__DATA SHOWN__.
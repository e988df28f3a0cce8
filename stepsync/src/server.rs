//! WebSocket connection manager.
//!
//! Architecture:
//! ```text
//! Session A ──┐                        ┌── SubmissionQueue ── SyncEngine ── SyncStore ── Backend
//!             ├── handle_connection ───┤                          │
//! Session B ──┘        │               │                   on_commit (serialized)
//!                      │               │                          │
//!                      │               └── PresenceTracker ───────┤
//!                      │                                          ▼
//!                      └──────────── subscribe ◄────────── BroadcastGroup
//! ```
//!
//! Per session:
//! - subscribe to the broadcast group, then send `init` with the current
//!   document; a commit landing between the two is already in the snapshot,
//!   so its buffered `update` (version at or below the init) is dropped
//! - register with the presence tracker (everyone gets `presenceCount`)
//! - route each inbound `update` through the submission queue and answer
//!   conflicts and errors to the submitter only
//! - on close, unregister (everyone gets the lower `presenceCount`)
//!
//! Committed updates are broadcast by the engine's commit listener before
//! the next commit can start, so every session sees them in version order.
//! A session that lags past the broadcast buffer is sent a fresh `init`.

use futures_util::{SinkExt, StreamExt};
use std::net::SocketAddr;
use std::sync::Arc;
use tokio::net::{TcpListener, TcpStream};
use tokio::sync::broadcast::error::RecvError;
use tokio::sync::RwLock;
use tokio_tungstenite::tungstenite::Message;
use uuid::Uuid;

use crate::broadcast::{BroadcastGroup, BroadcastStats, Frame};
use crate::config::{ConfigError, SyncConfig};
use crate::document::{DocumentModel, StepRecord};
use crate::engine::{CommitListener, SubmitOutcome, SyncEngine};
use crate::guard::Guard;
use crate::presence::PresenceTracker;
use crate::protocol::{ClientMessage, ErrorKind, ProtocolError, ServerMessage};
use crate::queue::SubmissionQueue;
use crate::storage::{RocksBackend, StoreError, SyncStore};

/// Server statistics.
#[derive(Debug, Clone, Default, PartialEq, Eq)]
pub struct ServerStats {
    pub total_connections: u64,
    pub active_connections: u64,
    pub total_messages: u64,
    pub commits: u64,
    pub conflicts: u64,
    /// Busy, step-rejected, storage and internal outcomes
    pub rejections: u64,
    /// Frames that failed to decode or validate
    pub invalid_messages: u64,
}

/// Server errors.
#[derive(Debug, thiserror::Error)]
pub enum ServerError {
    #[error(transparent)]
    Config(#[from] ConfigError),
    #[error(transparent)]
    Store(#[from] StoreError),
    #[error(transparent)]
    Protocol(#[from] ProtocolError),
    #[error("I/O error: {0}")]
    Io(#[from] std::io::Error),
}

impl From<tokio_tungstenite::tungstenite::Error> for ServerError {
    fn from(e: tokio_tungstenite::tungstenite::Error) -> Self {
        ServerError::Protocol(e.into())
    }
}

/// Broadcasts every commit as an `update` frame.
struct BroadcastOnCommit {
    broadcast: Arc<BroadcastGroup>,
}

impl CommitListener for BroadcastOnCommit {
    fn on_commit(&self, new_version: u64, steps: &[StepRecord]) {
        let msg = ServerMessage::Update {
            version: new_version,
            steps: steps.to_vec(),
        };
        match self.broadcast.broadcast(&msg) {
            Ok(receivers) => {
                log::trace!("Version {new_version} broadcast to {receivers} sessions")
            }
            Err(e) => log::error!("Failed to broadcast version {new_version}: {e}"),
        }
    }
}

/// What a session does with one broadcast receive.
#[derive(Debug, PartialEq, Eq)]
enum Relay {
    Send(String),
    Skip,
    Close,
}

struct Shared {
    engine: Arc<SyncEngine>,
    queue: SubmissionQueue,
    broadcast: Arc<BroadcastGroup>,
    presence: PresenceTracker,
    stats: RwLock<ServerStats>,
    max_steps_per_update: usize,
}

/// The sync server. Cheap to clone; clones share state.
#[derive(Clone)]
pub struct SyncServer {
    config: SyncConfig,
    shared: Arc<Shared>,
}

impl SyncServer {
    /// Open storage (recovering any persisted state) and wire the engine.
    pub fn new(config: SyncConfig, model: Arc<dyn DocumentModel>) -> Result<Self, ServerError> {
        config.validate()?;

        let retention = config.engine.max_stored_steps;
        let store = match config.storage.rocks_config() {
            Some(rocks) => {
                let backend = RocksBackend::open(rocks)?;
                SyncStore::open(Box::new(backend), model.seed(), retention)?
            }
            None => SyncStore::in_memory(model.seed(), retention),
        };

        let broadcast = Arc::new(BroadcastGroup::new(config.server.broadcast_capacity));
        let listener = Arc::new(BroadcastOnCommit {
            broadcast: broadcast.clone(),
        });
        let engine = Arc::new(
            SyncEngine::new(
                Arc::new(store),
                model,
                Guard::new(config.engine.lease_timeout()),
            )
            .with_listener(listener),
        );
        let queue = SubmissionQueue::new(
            engine.clone(),
            config.server.busy_policy,
            config.server.queue_capacity,
        )?;

        let shared = Arc::new(Shared {
            engine,
            queue,
            presence: PresenceTracker::new(broadcast.clone()),
            broadcast,
            stats: RwLock::new(ServerStats::default()),
            max_steps_per_update: config.server.max_steps_per_update,
        });

        Ok(Self { config, shared })
    }

    /// Bind the configured address.
    pub async fn bind(&self) -> Result<TcpListener, ServerError> {
        let listener = TcpListener::bind(&self.config.server.bind_addr).await?;
        log::info!("Sync server listening on {}", listener.local_addr()?);
        Ok(listener)
    }

    /// Bind, then serve forever.
    pub async fn run(&self) -> Result<(), ServerError> {
        let listener = self.bind().await?;
        self.serve(listener).await
    }

    /// Bind and serve on a background task; returns the bound address.
    pub async fn spawn(&self) -> Result<SocketAddr, ServerError> {
        let listener = self.bind().await?;
        let addr = listener.local_addr()?;
        let server = self.clone();
        tokio::spawn(async move {
            if let Err(e) = server.serve(listener).await {
                log::error!("Sync server stopped: {e}");
            }
        });
        Ok(addr)
    }

    /// Accept loop.
    pub async fn serve(&self, listener: TcpListener) -> Result<(), ServerError> {
        loop {
            let (stream, addr) = listener.accept().await?;
            log::debug!("New TCP connection from {addr}");

            let shared = self.shared.clone();
            tokio::spawn(async move {
                if let Err(e) = Self::handle_connection(stream, addr, shared).await {
                    log::error!("Connection error from {addr}: {e}");
                }
            });
        }
    }

    /// Handle a single WebSocket connection.
    async fn handle_connection(
        stream: TcpStream,
        addr: SocketAddr,
        shared: Arc<Shared>,
    ) -> Result<(), ServerError> {
        let ws_stream = tokio_tungstenite::accept_async(stream).await?;
        let session_id = Uuid::new_v4();
        log::info!("Session {session_id} established from {addr}");

        {
            let mut s = shared.stats.write().await;
            s.total_connections += 1;
            s.active_connections += 1;
        }

        let result = Self::run_session(&shared, session_id, ws_stream).await;

        shared.presence.on_leave(session_id);
        shared.stats.write().await.active_connections -= 1;
        log::info!("Session {session_id} from {addr} closed");
        result
    }

    async fn run_session(
        shared: &Shared,
        session_id: Uuid,
        ws_stream: tokio_tungstenite::WebSocketStream<TcpStream>,
    ) -> Result<(), ServerError> {
        let (mut ws_sender, mut ws_receiver) = ws_stream.split();

        let mut broadcast_rx = shared.broadcast.subscribe();
        // Highest version this session's client is known to hold
        let mut synced = 0;
        let init = Self::init_frame(shared, &mut synced)?;
        ws_sender.send(Message::text(init)).await?;
        shared.presence.on_join(session_id);

        loop {
            tokio::select! {
                msg = ws_receiver.next() => {
                    match msg {
                        Some(Ok(Message::Text(text))) => {
                            shared.stats.write().await.total_messages += 1;
                            if let Some(reply) = Self::handle_text(shared, session_id, text.as_str()).await {
                                if let ServerMessage::Init { version, .. }
                                | ServerMessage::Update { version, .. } = &reply
                                {
                                    synced = synced.max(*version);
                                }
                                ws_sender.send(Message::text(reply.encode()?)).await?;
                            }
                        }
                        Some(Ok(Message::Binary(_))) => {
                            shared.stats.write().await.invalid_messages += 1;
                            let reply = ServerMessage::error(
                                ErrorKind::Invalid,
                                "binary frames are not supported",
                                false,
                            );
                            ws_sender.send(Message::text(reply.encode()?)).await?;
                        }
                        Some(Ok(Message::Ping(data))) => {
                            ws_sender.send(Message::Pong(data)).await?;
                        }
                        Some(Ok(Message::Close(_))) | None => break,
                        Some(Err(e)) => {
                            log::warn!("WebSocket error in session {session_id}: {e}");
                            break;
                        }
                        _ => {}
                    }
                }

                received = broadcast_rx.recv() => {
                    match Self::relay(shared, session_id, &mut synced, received)? {
                        Relay::Send(text) => ws_sender.send(Message::text(text)).await?,
                        Relay::Skip => {}
                        Relay::Close => break,
                    }
                }
            }
        }

        Ok(())
    }

    /// Encoded `init` for the current document; moves `synced` to its version.
    fn init_frame(shared: &Shared, synced: &mut u64) -> Result<String, ServerError> {
        let document = shared.engine.document();
        *synced = document.version;
        let init = ServerMessage::Init {
            version: document.version,
            content: document.content,
        };
        Ok(init.encode()?)
    }

    /// Decide what to forward for one broadcast receive.
    ///
    /// Updates the client already holds are dropped. A session that lagged
    /// lost frames for good, so it is resynced with a full `init` instead.
    fn relay(
        shared: &Shared,
        session_id: Uuid,
        synced: &mut u64,
        received: Result<Frame, RecvError>,
    ) -> Result<Relay, ServerError> {
        match received {
            Ok(frame) => match frame.update_version() {
                Some(version) if version <= *synced => {
                    log::trace!("Session {session_id} already at {synced}, dropping update {version}");
                    Ok(Relay::Skip)
                }
                Some(version) => {
                    *synced = version;
                    Ok(Relay::Send(frame.as_str().to_owned()))
                }
                None => Ok(Relay::Send(frame.as_str().to_owned())),
            },
            Err(RecvError::Lagged(n)) => {
                log::warn!("Session {session_id} lagged by {n} frames, resyncing with init");
                Ok(Relay::Send(Self::init_frame(shared, synced)?))
            }
            Err(RecvError::Closed) => Ok(Relay::Close),
        }
    }

    /// Decode, validate and submit one inbound frame. Returns the reply for
    /// the submitter, if any; commits reach everyone through the broadcast.
    async fn handle_text(shared: &Shared, session_id: Uuid, text: &str) -> Option<ServerMessage> {
        let request = match ClientMessage::decode(text) {
            Ok(ClientMessage::Update(request)) => request,
            Err(e) => {
                log::warn!("Malformed frame from session {session_id}: {e}");
                shared.stats.write().await.invalid_messages += 1;
                return Some(ServerMessage::error(ErrorKind::Invalid, e.to_string(), false));
            }
        };
        if let Err(e) = request.validate(shared.max_steps_per_update) {
            log::warn!("Invalid update from session {session_id}: {e}");
            shared.stats.write().await.invalid_messages += 1;
            return Some(ServerMessage::error(ErrorKind::Invalid, e.to_string(), false));
        }

        let outcome = shared.queue.submit(request.into()).await;
        let mut stats = shared.stats.write().await;
        match outcome {
            SubmitOutcome::Committed { .. } => {
                stats.commits += 1;
                None
            }
            SubmitOutcome::VersionConflict {
                current_version,
                steps,
                history_complete,
                ..
            } => {
                stats.conflicts += 1;
                if history_complete {
                    Some(ServerMessage::Update {
                        version: current_version,
                        steps,
                    })
                } else {
                    // Needed steps were evicted; resync from a full snapshot
                    let document = shared.engine.document();
                    Some(ServerMessage::Init {
                        version: document.version,
                        content: document.content,
                    })
                }
            }
            SubmitOutcome::Busy => {
                stats.rejections += 1;
                Some(ServerMessage::error(
                    ErrorKind::Busy,
                    "another update is being applied, retry",
                    true,
                ))
            }
            SubmitOutcome::StepApplicationFailure { index, reason } => {
                stats.rejections += 1;
                Some(ServerMessage::error(
                    ErrorKind::StepRejected,
                    format!("step {index}: {reason}"),
                    false,
                ))
            }
            SubmitOutcome::StorageFailure { reason } => {
                stats.rejections += 1;
                Some(ServerMessage::error(ErrorKind::Storage, reason, true))
            }
            SubmitOutcome::Invalid { reason } => {
                stats.invalid_messages += 1;
                Some(ServerMessage::error(ErrorKind::Invalid, reason, false))
            }
            SubmitOutcome::Internal { reason } => {
                stats.rejections += 1;
                Some(ServerMessage::error(ErrorKind::Internal, reason, false))
            }
        }
    }

    pub async fn stats(&self) -> ServerStats {
        self.shared.stats.read().await.clone()
    }

    pub fn broadcast_stats(&self) -> BroadcastStats {
        self.shared.broadcast.stats()
    }

    pub fn engine(&self) -> &Arc<SyncEngine> {
        &self.shared.engine
    }

    pub fn presence(&self) -> &PresenceTracker {
        &self.shared.presence
    }

    pub fn config(&self) -> &SyncConfig {
        &self.config
    }
}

__EXERCISE REQUIREMENTS__. Write only the number of lines in the data where the string "that" can be found.

__SOLUTION__. 3